# Top 10 24 hour Cities



## dmarney (Jul 26, 2008)

What do you think are the world's top 24 hour cities, cities 'that never sleep' such as New york and Hong Kong.


----------



## Azia (Nov 18, 2007)

*re.....*



dmarney said:


> What do you think are the world's top 24 hour cities, cities 'that never sleep' such as New york and Hong Kong.


i think it must be nyc (times square,east village ,harlem 125 street,greenpoint ,astoria ,jackson heigths ??)

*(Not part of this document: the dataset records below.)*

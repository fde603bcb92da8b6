use chrono::{DateTime, Utc};

use crate::WorkoutKind;

/// Human-readable label for a workout, e.g. `"Running on March 5"`.
///
/// Dates are taken in UTC so the label is the same on every host.
pub fn describe(kind: WorkoutKind, created_at: DateTime<Utc>) -> String {
    format!("{} on {}", kind.label(), created_at.format("%B %-d"))
}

London (picadilly sq, soho, brixton)

Sao Paulo (the japanese quarter)

Barcelona (old barceloneta,rambla

Goa beach cities -- india 


Tokyo (shivuku ,shibuya)

Rio (ipanema , copacama quarters

Berlin (friedrichshain-Kreuzberg;prenzlauerberg ; Nollendorfplatz quarter ; north neukölln )

so anything else ...???


----------



## LosAngelesSportsFan (Oct 20, 2004)

in the US from personal experience, it would be Las Vegas and Miami. From the limited number of cities ive been to world wide, i would add Berlin.


----------



## Manila-X (Jul 28, 2005)

:lock:


----------



## dmarney (Jul 26, 2008)

WANCH said:


> :lock:


? what?


----------



## Taylorhoge (Feb 5, 2006)

I agree with Wanch on that one...LOCK IT


----------



## Ni3lS (Jun 29, 2007)

I don't see why this should be locked.

Cities that should definitely be in the list:

Vegas,
Miami,
NY,
Amsterdam,
London,
Paris,
Berlin,
Sydney,
Singapore,
Tokyo,
Hong Kong,

..


----------



## new-sk (Sep 20, 2008)

athens for sure


----------



## dmarney (Jul 26, 2008)

Taylorhoge said:


> I agree with Wanch on that one...LOCK IT


Lock it for what?!


----------



## Skybean (Jun 16, 2004)

Azia said:


> so anything else ...???


Erm, there is a distinct possibility that Hong Kong could be a 24 hour city. At least, it has the highest density of 24/7 7-11s.


----------



## nygirl (Jul 14, 2003)

Unless it turns city vs. city ( which it totally could) I don't see any reason to lock this right away either. Why? There are a ton of threads like this that made it several pages with civil discussion.


----------



## hkskyline (Sep 13, 2002)

A gambling city should definitely be 24/7 - Vegas!


----------



## Concrete Stereo (May 21, 2005)

Ni3lS said:


> Amsterdam,
> ..


:nono:
shops close at 18:00, pubs&clubs at 3:00 (week) or 4:00 (weekend), with little exceptions


----------



## LONG_FFM (Nov 5, 2009)

Frankfurt

Not Shopping Sitricts, but Sachsenhausen, Nordend, Rotlichtviertel, Hanauer Landstraße and of course Airport.


----------



## neil (Jan 20, 2005)

Come on what about MANCHESTER (MADchester).


----------



## Darkthekiller (Mar 11, 2009)

Beirut ! there's always people in this city ! 24/7


----------



## 2co2co (Apr 8, 2008)

Forum rules :speech:

:lock:


----------



## dmarney (Jul 26, 2008)

2co2co said:


> Forum rules :speech:
> 
> :lock:


I still dont understand


----------



## B-Patriot (Mar 30, 2005)

neil said:


> Come on what about MANCHESTER (MADchester).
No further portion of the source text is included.